What to produce: Every line below that has the string "HashMap" needs to be copied.

Material for the task:
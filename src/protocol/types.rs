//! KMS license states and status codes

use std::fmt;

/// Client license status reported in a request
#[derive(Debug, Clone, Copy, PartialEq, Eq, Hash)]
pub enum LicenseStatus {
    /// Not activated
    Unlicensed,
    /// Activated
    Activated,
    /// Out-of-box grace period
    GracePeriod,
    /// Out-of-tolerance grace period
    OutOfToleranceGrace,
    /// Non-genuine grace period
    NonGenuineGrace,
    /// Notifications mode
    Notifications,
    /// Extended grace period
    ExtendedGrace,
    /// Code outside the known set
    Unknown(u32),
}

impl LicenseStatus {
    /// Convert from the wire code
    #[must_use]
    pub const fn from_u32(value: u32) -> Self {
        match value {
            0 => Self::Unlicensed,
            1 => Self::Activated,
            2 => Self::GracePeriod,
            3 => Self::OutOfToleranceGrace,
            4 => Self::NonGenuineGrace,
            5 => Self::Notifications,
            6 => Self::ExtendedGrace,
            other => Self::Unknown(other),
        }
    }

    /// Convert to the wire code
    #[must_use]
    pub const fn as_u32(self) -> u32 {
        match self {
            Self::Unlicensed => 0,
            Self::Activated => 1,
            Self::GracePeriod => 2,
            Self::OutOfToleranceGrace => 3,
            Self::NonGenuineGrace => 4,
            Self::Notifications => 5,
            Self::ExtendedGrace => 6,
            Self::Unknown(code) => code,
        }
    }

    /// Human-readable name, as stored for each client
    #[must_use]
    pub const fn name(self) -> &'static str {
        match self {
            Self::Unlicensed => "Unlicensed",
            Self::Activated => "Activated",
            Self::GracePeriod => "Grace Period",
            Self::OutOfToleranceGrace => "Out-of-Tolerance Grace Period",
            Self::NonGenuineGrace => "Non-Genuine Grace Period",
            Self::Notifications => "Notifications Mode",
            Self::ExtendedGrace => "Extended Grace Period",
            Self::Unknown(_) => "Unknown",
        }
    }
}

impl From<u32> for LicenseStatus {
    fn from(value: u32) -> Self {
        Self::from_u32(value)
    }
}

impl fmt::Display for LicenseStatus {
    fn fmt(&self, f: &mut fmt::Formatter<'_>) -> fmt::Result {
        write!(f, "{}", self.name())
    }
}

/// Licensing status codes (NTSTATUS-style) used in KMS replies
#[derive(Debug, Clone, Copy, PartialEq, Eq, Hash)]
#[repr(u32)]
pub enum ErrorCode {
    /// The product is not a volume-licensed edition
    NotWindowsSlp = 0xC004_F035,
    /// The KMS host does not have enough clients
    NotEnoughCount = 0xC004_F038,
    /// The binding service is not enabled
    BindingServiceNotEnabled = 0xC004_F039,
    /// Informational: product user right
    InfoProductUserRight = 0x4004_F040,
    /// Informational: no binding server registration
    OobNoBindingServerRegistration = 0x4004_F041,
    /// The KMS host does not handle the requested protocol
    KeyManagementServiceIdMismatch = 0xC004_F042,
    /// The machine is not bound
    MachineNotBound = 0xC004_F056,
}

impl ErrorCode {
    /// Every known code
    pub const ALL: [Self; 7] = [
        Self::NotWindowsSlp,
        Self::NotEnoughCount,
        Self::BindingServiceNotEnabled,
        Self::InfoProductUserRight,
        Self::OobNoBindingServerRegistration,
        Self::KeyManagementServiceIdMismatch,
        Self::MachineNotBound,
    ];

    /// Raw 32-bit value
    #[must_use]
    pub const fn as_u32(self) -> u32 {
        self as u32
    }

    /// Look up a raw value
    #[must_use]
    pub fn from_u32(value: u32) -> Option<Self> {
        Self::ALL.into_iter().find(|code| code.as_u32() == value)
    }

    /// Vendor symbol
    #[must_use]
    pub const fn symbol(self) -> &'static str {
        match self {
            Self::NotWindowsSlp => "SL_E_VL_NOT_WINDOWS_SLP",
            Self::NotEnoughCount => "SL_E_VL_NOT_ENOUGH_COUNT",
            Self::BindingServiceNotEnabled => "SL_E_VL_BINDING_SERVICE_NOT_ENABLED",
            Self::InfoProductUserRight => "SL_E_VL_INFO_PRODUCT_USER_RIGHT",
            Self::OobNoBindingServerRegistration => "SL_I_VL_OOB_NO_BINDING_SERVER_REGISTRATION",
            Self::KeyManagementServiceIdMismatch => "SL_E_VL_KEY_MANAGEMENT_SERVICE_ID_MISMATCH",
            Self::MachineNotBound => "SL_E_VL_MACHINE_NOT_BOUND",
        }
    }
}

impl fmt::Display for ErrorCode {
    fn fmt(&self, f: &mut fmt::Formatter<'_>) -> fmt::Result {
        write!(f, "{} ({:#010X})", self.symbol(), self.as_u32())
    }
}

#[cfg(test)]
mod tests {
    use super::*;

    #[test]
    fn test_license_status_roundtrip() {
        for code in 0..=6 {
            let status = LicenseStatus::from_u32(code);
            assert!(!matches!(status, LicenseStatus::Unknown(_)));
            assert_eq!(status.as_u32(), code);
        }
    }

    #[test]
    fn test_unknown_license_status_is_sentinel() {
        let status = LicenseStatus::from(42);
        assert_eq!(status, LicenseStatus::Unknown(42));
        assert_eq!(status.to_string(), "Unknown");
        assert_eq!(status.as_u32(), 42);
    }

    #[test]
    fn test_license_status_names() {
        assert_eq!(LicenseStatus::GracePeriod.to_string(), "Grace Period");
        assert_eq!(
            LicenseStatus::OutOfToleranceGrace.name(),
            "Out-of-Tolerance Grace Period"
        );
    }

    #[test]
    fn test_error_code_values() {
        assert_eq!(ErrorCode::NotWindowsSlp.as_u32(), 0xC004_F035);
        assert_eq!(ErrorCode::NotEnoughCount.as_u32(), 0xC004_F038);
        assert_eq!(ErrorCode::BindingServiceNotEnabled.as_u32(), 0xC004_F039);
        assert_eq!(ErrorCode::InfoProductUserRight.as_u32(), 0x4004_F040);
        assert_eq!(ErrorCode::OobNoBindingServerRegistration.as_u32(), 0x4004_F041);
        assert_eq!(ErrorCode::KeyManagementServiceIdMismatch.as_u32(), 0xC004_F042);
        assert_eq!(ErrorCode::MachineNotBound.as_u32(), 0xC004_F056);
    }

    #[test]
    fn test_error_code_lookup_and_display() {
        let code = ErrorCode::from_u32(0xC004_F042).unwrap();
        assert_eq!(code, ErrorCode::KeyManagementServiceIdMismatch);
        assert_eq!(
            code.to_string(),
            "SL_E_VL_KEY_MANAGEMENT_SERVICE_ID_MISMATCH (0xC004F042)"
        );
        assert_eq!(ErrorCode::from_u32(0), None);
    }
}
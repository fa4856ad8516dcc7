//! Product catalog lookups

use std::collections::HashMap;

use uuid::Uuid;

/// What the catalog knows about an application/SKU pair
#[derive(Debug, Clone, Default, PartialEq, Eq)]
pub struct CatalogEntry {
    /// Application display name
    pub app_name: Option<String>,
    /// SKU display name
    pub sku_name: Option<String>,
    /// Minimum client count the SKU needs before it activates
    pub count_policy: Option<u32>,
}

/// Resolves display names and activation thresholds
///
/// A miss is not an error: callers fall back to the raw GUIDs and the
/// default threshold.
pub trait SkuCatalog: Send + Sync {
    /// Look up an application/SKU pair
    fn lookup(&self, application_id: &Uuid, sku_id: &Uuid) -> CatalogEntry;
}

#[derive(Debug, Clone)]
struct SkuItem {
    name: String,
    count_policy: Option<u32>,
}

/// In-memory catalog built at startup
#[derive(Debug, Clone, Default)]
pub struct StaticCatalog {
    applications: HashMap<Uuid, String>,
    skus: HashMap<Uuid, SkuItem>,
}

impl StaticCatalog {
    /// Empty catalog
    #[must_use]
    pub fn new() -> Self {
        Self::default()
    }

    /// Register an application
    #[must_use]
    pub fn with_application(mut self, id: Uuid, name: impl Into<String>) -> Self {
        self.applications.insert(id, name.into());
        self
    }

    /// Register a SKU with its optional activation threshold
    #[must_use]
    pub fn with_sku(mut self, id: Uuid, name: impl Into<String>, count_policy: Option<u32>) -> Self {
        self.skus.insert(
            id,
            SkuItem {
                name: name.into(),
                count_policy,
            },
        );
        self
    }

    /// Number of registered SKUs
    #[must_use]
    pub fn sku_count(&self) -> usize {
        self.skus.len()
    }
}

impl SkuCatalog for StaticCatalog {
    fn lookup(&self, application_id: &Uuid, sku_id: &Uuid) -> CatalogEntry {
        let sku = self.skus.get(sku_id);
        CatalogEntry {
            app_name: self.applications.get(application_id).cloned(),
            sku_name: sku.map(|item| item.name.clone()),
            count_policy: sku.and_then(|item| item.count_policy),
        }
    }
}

Response box:
use std::collections::HashMap;
    applications: HashMap<Uuid, String>,
    skus: HashMap<Uuid, SkuItem>,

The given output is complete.